| Records to use |
══════

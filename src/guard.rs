//! Tenant-access guard. Every practice-scoped handler goes through
//! [`AccessGrant`]; there is no other way to reach practice data, which is
//! the invariant that keeps tenants isolated from each other.

use std::collections::HashMap;
use std::sync::Arc;

use axum::extract::{FromRequestParts, Path};
use axum::http::request::Parts;
use uuid::Uuid;

use crate::auth::{Principal, Tier};
use crate::error::ApiError;
use crate::state::AppState;
use crate::store::{
    BadgeCounts, DashboardCounts, NewTeamMember, PracticeRow, PracticeStore, TeamMember,
    TeamMemberPatch,
};

/// Data-access handle pinned to one practice. Every call forwards the
/// practice id, so a handler holding this cannot address another tenant's
/// rows even with a guessed primary key.
#[derive(Clone)]
pub struct ScopedRepo {
    store: Arc<dyn PracticeStore>,
    practice_id: Uuid,
}

impl std::fmt::Debug for ScopedRepo {
    fn fmt(&self, f: &mut std::fmt::Formatter<'_>) -> std::fmt::Result {
        f.debug_struct("ScopedRepo")
            .field("practice_id", &self.practice_id)
            .finish_non_exhaustive()
    }
}

impl ScopedRepo {
    pub fn practice_id(&self) -> Uuid {
        self.practice_id
    }

    pub async fn dashboard_counts(&self) -> Result<DashboardCounts, ApiError> {
        Ok(self.store.dashboard_counts(self.practice_id).await?)
    }

    pub async fn badge_counts(&self) -> Result<BadgeCounts, ApiError> {
        Ok(self.store.badge_counts(self.practice_id).await?)
    }

    pub async fn team_members(&self) -> Result<Vec<TeamMember>, ApiError> {
        Ok(self.store.team_members(self.practice_id).await?)
    }

    pub async fn team_member(&self, id: Uuid) -> Result<Option<TeamMember>, ApiError> {
        Ok(self.store.team_member(self.practice_id, id).await?)
    }

    pub async fn insert_team_member(&self, new: NewTeamMember) -> Result<TeamMember, ApiError> {
        Ok(self.store.insert_team_member(self.practice_id, new).await?)
    }

    pub async fn update_team_member(
        &self,
        id: Uuid,
        patch: TeamMemberPatch,
    ) -> Result<Option<TeamMember>, ApiError> {
        Ok(self
            .store
            .update_team_member(self.practice_id, id, patch)
            .await?)
    }

    pub async fn soft_delete_team_member(&self, id: Uuid) -> Result<bool, ApiError> {
        Ok(self
            .store
            .soft_delete_team_member(self.practice_id, id)
            .await?)
    }

    pub async fn restore_team_member(&self, id: Uuid) -> Result<Option<TeamMember>, ApiError> {
        Ok(self.store.restore_team_member(self.practice_id, id).await?)
    }
}

/// Proof that the guard ran: principal, validated practice and capability
/// tier, plus the scoped data handle. Constructed only by [`authorize`].
#[derive(Debug)]
pub struct AccessGrant {
    pub principal: Principal,
    pub practice: PracticeRow,
    pub tier: Tier,
    repo: ScopedRepo,
}

impl AccessGrant {
    pub fn practice_id(&self) -> Uuid {
        self.practice.id
    }

    pub fn repo(&self) -> &ScopedRepo {
        &self.repo
    }

    /// Mutating operations need at least practice-admin tier.
    pub fn require_admin(&self) -> Result<(), ApiError> {
        if self.tier.at_least(Tier::PracticeAdmin) {
            Ok(())
        } else {
            tracing::warn!(
                "member {} attempted an admin operation on practice {}",
                self.principal.user_id,
                self.practice.id
            );
            Err(ApiError::Forbidden)
        }
    }
}

/// Decide whether `principal` may act on `practice_id`.
///
/// Super admins cross the tenant boundary by design; everyone else must be
/// requesting their own practice, and that check runs before the practice
/// lookup so a mismatch costs no database round trip. A soft-deleted or
/// unknown practice is unavailable for every tier - admin restore lives on
/// the unscoped admin routes, not here.
pub async fn authorize(
    principal: &Principal,
    practice_id: Uuid,
    store: &Arc<dyn PracticeStore>,
) -> Result<AccessGrant, ApiError> {
    if !principal.tier.is_super_admin() && principal.practice_id != Some(practice_id) {
        tracing::warn!(
            "user {} denied access to practice {}",
            principal.user_id,
            practice_id
        );
        return Err(ApiError::Forbidden);
    }

    let practice = store
        .practice(practice_id)
        .await?
        .filter(PracticeRow::is_available)
        .ok_or(ApiError::TenantUnavailable)?;

    Ok(AccessGrant {
        tier: principal.tier,
        principal: principal.clone(),
        practice,
        repo: ScopedRepo {
            store: store.clone(),
            practice_id,
        },
    })
}

#[axum::async_trait]
impl FromRequestParts<AppState> for AccessGrant {
    type Rejection = ApiError;

    async fn from_request_parts(
        parts: &mut Parts,
        state: &AppState,
    ) -> Result<Self, Self::Rejection> {
        let principal = parts
            .extensions
            .get::<Principal>()
            .cloned()
            .ok_or_else(|| ApiError::unauthenticated("session required"))?;

        let Path(params) = Path::<HashMap<String, String>>::from_request_parts(parts, state)
            .await
            .map_err(|_| ApiError::invalid("missing practice id"))?;

        let practice_id = params
            .get("practice_id")
            .ok_or_else(|| ApiError::invalid("missing practice id"))
            .and_then(|raw| {
                Uuid::parse_str(raw).map_err(|_| ApiError::invalid("practice id must be a UUID"))
            })?;

        authorize(&principal, practice_id, &state.store).await
    }
}

/// Extractor for the unscoped admin routes: any authenticated principal
/// whose role classifies to super admin.
pub struct RequireSuperAdmin(pub Principal);

#[axum::async_trait]
impl FromRequestParts<AppState> for RequireSuperAdmin {
    type Rejection = ApiError;

    async fn from_request_parts(
        parts: &mut Parts,
        _state: &AppState,
    ) -> Result<Self, Self::Rejection> {
        let principal = parts
            .extensions
            .get::<Principal>()
            .cloned()
            .ok_or_else(|| ApiError::unauthenticated("session required"))?;

        if !principal.tier.is_super_admin() {
            tracing::warn!(
                "user {} denied access to admin surface",
                principal.user_id
            );
            return Err(ApiError::Forbidden);
        }

        Ok(RequireSuperAdmin(principal))
    }
}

══════

| Work instructions |
Please retype the data, matching it exactly.

| Solution to this task |
filename src/guard.rs
//! Tenant-access guard. Every practice-scoped handler goes through
//! [`AccessGrant`]; there is no other way to reach practice data, which is
//! the invariant that keeps tenants isolated from each other.

use std::collections::HashMap;
use std::sync::Arc;

use axum::extract::{FromRequestParts, Path};
use axum::http::request::Parts;
use uuid::Uuid;

use crate::auth::{Principal, Tier};
use crate::error::ApiError;
use crate::state::AppState;
use crate::store::{
    BadgeCounts, DashboardCounts, NewTeamMember, PracticeRow, PracticeStore, TeamMember,
    TeamMemberPatch,
};

/// Data-access handle pinned to one practice. Every call forwards the
/// practice id, so a handler holding this cannot address another tenant's
/// rows even with a guessed primary key.
#[derive(Clone)]
pub struct ScopedRepo {
    store: Arc<dyn PracticeStore>,
    practice_id: Uuid,
}

impl std::fmt::Debug for ScopedRepo {
    fn fmt(&self, f: &mut std::fmt::Formatter<'_>) -> std::fmt::Result {
        f.debug_struct("ScopedRepo")
            .field("practice_id", &self.practice_id)
            .finish_non_exhaustive()
    }
}

impl ScopedRepo {
    pub fn practice_id(&self) -> Uuid {
        self.practice_id
    }

    pub async fn dashboard_counts(&self) -> Result<DashboardCounts, ApiError> {
        Ok(self.store.dashboard_counts(self.practice_id).await?)
    }

    pub async fn badge_counts(&self) -> Result<BadgeCounts, ApiError> {
        Ok(self.store.badge_counts(self.practice_id).await?)
    }

    pub async fn team_members(&self) -> Result<Vec<TeamMember>, ApiError> {
        Ok(self.store.team_members(self.practice_id).await?)
    }

    pub async fn team_member(&self, id: Uuid) -> Result<Option<TeamMember>, ApiError> {
        Ok(self.store.team_member(self.practice_id, id).await?)
    }

    pub async fn insert_team_member(&self, new: NewTeamMember) -> Result<TeamMember, ApiError> {
        Ok(self.store.insert_team_member(self.practice_id, new).await?)
    }

    pub async fn update_team_member(
        &self,
        id: Uuid,
        patch: TeamMemberPatch,
    ) -> Result<Option<TeamMember>, ApiError> {
        Ok(self
            .store
            .update_team_member(self.practice_id, id, patch)
            .await?)
    }

    pub async fn soft_delete_team_member(&self, id: Uuid) -> Result<bool, ApiError> {
        Ok(self
            .store
            .soft_delete_team_member(self.practice_id, id)
            .await?)
    }

    pub async fn restore_team_member(&self, id: Uuid) -> Result<Option<TeamMember>, ApiError> {
        Ok(self.store.restore_team_member(self.practice_id, id).await?)
    }
}

/// Proof that the guard ran: principal, validated practice and capability
/// tier, plus the scoped data handle. Constructed only by [`authorize`].
#[derive(Debug)]
pub struct AccessGrant {
    pub principal: Principal,
    pub practice: PracticeRow,
    pub tier: Tier,
    repo: ScopedRepo,
}

impl AccessGrant {
    pub fn practice_id(&self) -> Uuid {
        self.practice.id
    }

    pub fn repo(&self) -> &ScopedRepo {
        &self.repo
    }

    /// Mutating operations need at least practice-admin tier.
    pub fn require_admin(&self) -> Result<(), ApiError> {
        if self.tier.at_least(Tier::PracticeAdmin) {
            Ok(())
        } else {
            tracing::warn!(
                "member {} attempted an admin operation on practice {}",
                self.principal.user_id,
                self.practice.id
            );
            Err(ApiError::Forbidden)
        }
    }
}

/// Decide whether `principal` may act on `practice_id`.
///
/// Super admins cross the tenant boundary by design; everyone else must be
/// requesting their own practice, and that check runs before the practice
/// lookup so a mismatch costs no database round trip. A soft-deleted or
/// unknown practice is unavailable for every tier - admin restore lives on
/// the unscoped admin routes, not here.
pub async fn authorize(
    principal: &Principal,
    practice_id: Uuid,
    store: &Arc<dyn PracticeStore>,
) -> Result<AccessGrant, ApiError> {
    if !principal.tier.is_super_admin() && principal.practice_id != Some(practice_id) {
        tracing::warn!(
            "user {} denied access to practice {}",
            principal.user_id,
            practice_id
        );
        return Err(ApiError::Forbidden);
    }

    let practice = store
        .practice(practice_id)
        .await?
        .filter(PracticeRow::is_available)
        .ok_or(ApiError::TenantUnavailable)?;

    Ok(AccessGrant {
        tier: principal.tier,
        principal: principal.clone(),
        practice,
        repo: ScopedRepo {
            store: store.clone(),
            practice_id,
        },
    })
}

#[axum::async_trait]
impl FromRequestParts<AppState> for AccessGrant {
    type Rejection = ApiError;

    async fn from_request_parts(
        parts: &mut Parts,
        state: &AppState,
    ) -> Result<Self, Self::Rejection> {
        let principal = parts
            .extensions
            .get::<Principal>()
            .cloned()
            .ok_or_else(|| ApiError::unauthenticated("session required"))?;

        let Path(params) = Path::<HashMap<String, String>>::from_request_parts(parts, state)
            .await
            .map_err(|_| ApiError::invalid("missing practice id"))?;

        let practice_id = params
            .get("practice_id")
            .ok_or_else(|| ApiError::invalid("missing practice id"))
            .and_then(|raw| {
                Uuid::parse_str(raw).map_err(|_| ApiError::invalid("practice id must be a UUID"))
            })?;

        authorize(&principal, practice_id, &state.store).await
    }
}

/// Extractor for the unscoped admin routes: any authenticated principal
/// whose role classifies to super admin.
pub struct RequireSuperAdmin(pub Principal);

#[axum::async_trait]
impl FromRequestParts<AppState> for RequireSuperAdmin {
    type Rejection = ApiError;

    async fn from_request_parts(
        parts: &mut Parts,
        _state: &AppState,
    ) -> Result<Self, Self::Rejection> {
        let principal = parts
            .extensions
            .get::<Principal>()
            .cloned()
            .ok_or_else(|| ApiError::unauthenticated("session required"))?;

        if !principal.tier.is_super_admin() {
            tracing::warn!(
                "user {} denied access to admin surface",
                principal.user_id
            );
            return Err(ApiError::Forbidden);
        }

        Ok(RequireSuperAdmin(principal))
    }
}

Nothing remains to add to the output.